Pourquoi le Jardin d'Acclimatation n'aura jamais d'extension ?

Dans l'industrie des parcs d'attractions, la règle d'or pour attirer de nouveaux visiteurs est simple : il faut s'étendre. Disneyland Paris, le Parc Astérix ou encore le Puy du Fou achètent et engloutissent de nouveaux hectares de terrain chaque année pour construire de nouvelles zones et hôtels. Pourtant, à Paris, un géant du secteur navigue à contre-courant.
Avec 1,6 million de visiteurs annuels, le Jardin d'Acclimatation fait partie des parcs les plus visités de France. Mais il fait face à une réalité implacable : son périmètre est verrouillé à double tour. Plongée dans la stratégie d'un parc contraint de se réinventer... de l'intérieur.
19 hectares, et pas un mètre carré de plus depuis 1860
Pour comprendre ce blocage, il faut remonter à la création du parc. Inauguré en 1860 sous l'impulsion de Napoléon III, le Jardin d'Acclimatation a été tracé sur une superficie exacte de 19 hectares à la lisière du très protégé Bois de Boulogne.
Et devinez quoi ? En plus de 160 ans d'histoire, d'évolutions (de jardin zoologique à parc de loisirs) et de changements de direction, le parc n'a jamais pu s'agrandir d'un seul mètre. Encastré dans le tissu urbain parisien et soumis aux lois d'urbanisme extrêmement strictes de la capitale (et au statut particulier du bois), toute expansion territoriale ou création de complexe hôtelier est purement et simplement interdite.
Guillaume Tifreau, l'actuel directeur des opérations du parc, est d'ailleurs catégorique sur la question de l'avenir : « L'espace est définitivement contraint. Je ne peux pas m'agrandir, je ne peux pas pousser les murs... » a-t-il rappelé récemment.

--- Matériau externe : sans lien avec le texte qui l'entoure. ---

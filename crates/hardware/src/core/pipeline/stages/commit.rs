//! Commit (CM) Stage.
//!
//! Retires completed instructions strictly in program order. Only the
//! station whose tag equals `expected_tag` may leave the commit queue, so a
//! younger instruction that finished early waits for every older one.

use tracing::trace;

use crate::core::Cpu;
use crate::timeline::Stage;

/// Executes the commit stage.
///
/// Pops the commit queue while its minimum tag is the expected one,
/// appending each tag to the retirement log (when recorded) and bumping
/// `expected_tag`.
///
/// # Panics
///
/// Panics if the commit queue holds a tag older than `expected_tag`, which
/// would mean an instruction completed after it should have retired.
pub fn commit_stage(cpu: &mut Cpu) {
    while let Some(station) = cpu.commit_queue.pop_expected(cpu.expected_tag) {
        let tag = station.tag();
        trace!("CM  {}", station.inst);

        cpu.stamp(tag, Stage::Commit);
        if let Some(retired) = cpu.retired.as_mut() {
            retired.push(tag);
        }
        cpu.stats.instructions_retired += 1;
        cpu.expected_tag = tag.next();
    }
}
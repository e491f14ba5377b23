//! Instruction pipeline implementation.
//!
//! This module contains the structures instructions move through and the
//! stages that move them:
//! 1. **Dispatch queue:** bounded FIFO filled by fetch.
//! 2. **Reservation stations:** per-class pools where renamed instructions
//!    wait for operands and a free lane.
//! 3. **Commit queue:** tag-ordered buffer that retires in program order.
//! 4. **Stages:** Commit, State-Update, Execute, Schedule, Dispatch, Fetch.

/// Tag-ordered in-order retirement buffer.
pub mod commit_queue;

/// Bounded FIFO between fetch and dispatch.
pub mod dispatch_queue;

/// Reservation stations and per-class pools.
pub mod reservation;

/// Pipeline stage implementations.
pub mod stages;

pub use commit_queue::CommitQueue;
pub use dispatch_queue::DispatchQueue;
pub use reservation::{Operand, ReservationPool, ReservationStation};
//! Register Renaming Tests.
//!
//! A reader dispatched after a writer must wait on that writer's tag, and
//! only on the most recent dispatched writer of each source register.

use procsim_core::common::{RegId, Tag, UnitClass};
use procsim_core::core::arch::RegisterFile;
use procsim_core::core::pipeline::{Operand, ReservationPool};
use procsim_core::trace::InstRecord;

use crate::common::builder::instruction::{InstBuilder, program};
use crate::common::harness::TestContext;

fn record(tag: u64, builder: InstBuilder) -> InstRecord {
    InstRecord::new(Tag(tag), builder.build())
}

#[test]
fn test_reader_waits_on_latest_writer() {
    let mut regs = RegisterFile::new();
    let mut k2 = ReservationPool::new(UnitClass::K2, 4);
    let mut k0 = ReservationPool::new(UnitClass::K0, 4);

    k2.admit(record(1, InstBuilder::k2().dest(5)), &mut regs);
    k0.admit(record(2, InstBuilder::k0().dest(5)), &mut regs);
    k0.admit(record(3, InstBuilder::k0().src(5, 6)), &mut regs);

    let reader = k0.get(Tag(3)).unwrap();
    assert_eq!(reader.operands[0], Operand::waiting_on(Tag(2)));
    assert_eq!(reader.operands[1], Operand::READY);
}

#[test]
fn test_older_writer_completion_leaves_newer_tag() {
    let mut regs = RegisterFile::new();
    let r5 = RegId::new(5);
    let mut pool = ReservationPool::new(UnitClass::K1, 4);
    pool.admit(record(1, InstBuilder::k1().dest(5)), &mut regs);
    pool.admit(record(2, InstBuilder::k1().dest(5)), &mut regs);

    regs.mark_tag_ready(Tag(1));
    assert!(!regs.is_ready(r5));
    assert_eq!(regs.pending_producer(r5), Some(Tag(2)));

    regs.mark_tag_ready(Tag(2));
    assert!(regs.is_ready(r5));
    assert_eq!(regs.pending_producer(r5), None);
}

#[test]
fn test_no_destination_touches_no_register() {
    let mut regs = RegisterFile::new();
    let mut pool = ReservationPool::new(UnitClass::K0, 2);
    pool.admit(record(1, InstBuilder::k0().src(1, 2)), &mut regs);
    assert_eq!(regs.pending_count(), 0);
}

#[test]
fn test_reader_schedules_on_newer_writer_broadcast() {
    // r5 written by a slow K2 then a fast K0; the reader follows the K0
    let ctx = TestContext::new(program([
        InstBuilder::k2().dest(5),
        InstBuilder::k0().dest(5),
        InstBuilder::k0().src1(5),
    ]))
    .run();

    assert_eq!(ctx.scheduled(3), ctx.updated(2));
    assert!(ctx.scheduled(3) < ctx.updated(1));
}

#[test]
fn test_committed_writer_leaves_register_ready() {
    // The reader is fetched long after the writer retired
    let mut insts = vec![InstBuilder::k0().dest(9).build()];
    insts.extend((0..12).map(|_| InstBuilder::k1().build()));
    insts.push(InstBuilder::k0().src(9, 9).build());
    let ctx = TestContext::with_machine(1, [1, 2, 3], 2, 2, insts).run();

    let last = ctx.timing(14);
    assert!(ctx.timing(1).commit.unwrap() < last.dispatch.unwrap());
    // Ready at dispatch: scheduled on the very next cycle
    assert_eq!(last.schedule.unwrap(), last.dispatch.unwrap() + 1);
}
//! Error types for simulator setup and reporting.
//!
//! Setup can fail on a bad configuration or an unreadable trace or config
//! file, and reporting can fail on a broken output stream. Once the first
//! cycle runs, the engine has no recoverable errors; a malformed trace line
//! simply ends the trace, and a broken internal invariant is a panic.

use std::io;
use std::path::PathBuf;

use thiserror::Error;

use super::unit::UnitClass;

/// A configuration value that would make the core unable to run.
#[derive(Debug, Clone, Copy, PartialEq, Eq, Error)]
pub enum ConfigError {
    /// The fetch stage must admit at least one instruction per cycle.
    #[error("fetch width must be at least 1")]
    ZeroFetchWidth,

    /// Every unit class needs at least one lane.
    #[error("{class} unit count must be at least 1")]
    ZeroUnits {
        /// The class with no units.
        class: UnitClass,
    },

    /// Queue multipliers size the reservation stations and dispatch queue.
    #[error("{name} multiplier must be at least 1")]
    ZeroMultiplier {
        /// Which multiplier (`dispatch` or `schedule`).
        name: &'static str,
    },
}

/// Top-level error returned by fallible simulator setup and reporting.
#[derive(Debug, Error)]
pub enum SimError {
    /// Configuration rejected by validation.
    #[error("invalid configuration: {0}")]
    Config(#[from] ConfigError),

    /// Configuration JSON did not parse.
    #[error("failed to parse configuration: {0}")]
    ConfigParse(#[from] serde_json::Error),

    /// Configuration file could not be read.
    #[error("failed to read configuration {path}: {source}")]
    ConfigRead {
        /// Path that was requested.
        path: PathBuf,
        /// Underlying I/O failure.
        source: io::Error,
    },

    /// Trace file could not be opened.
    #[error("failed to open trace {path}: {source}")]
    TraceOpen {
        /// Path that was requested.
        path: PathBuf,
        /// Underlying I/O failure.
        source: io::Error,
    },

    /// Writing the report failed (for example, a closed pipe).
    #[error("failed to write output: {0}")]
    Output(#[from] io::Error),
}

La loi de la substitution : détruire pour avancer
Alors, comment continuer à attirer le public quand on ne peut pas construire une nouvelle zone thématique au fond d'un champ ? La réponse du Jardin d'Acclimatation tient en un mot : la substitution.
L'avenir du parc repose sur une gestion chirurgicale de l'espace existant. Puisqu'il est impossible d'ajouter une attraction supplémentaire, chaque nouvelle implantation nécessite obligatoirement le démantèlement d'une structure déjà en place. C'est la rotation permanente.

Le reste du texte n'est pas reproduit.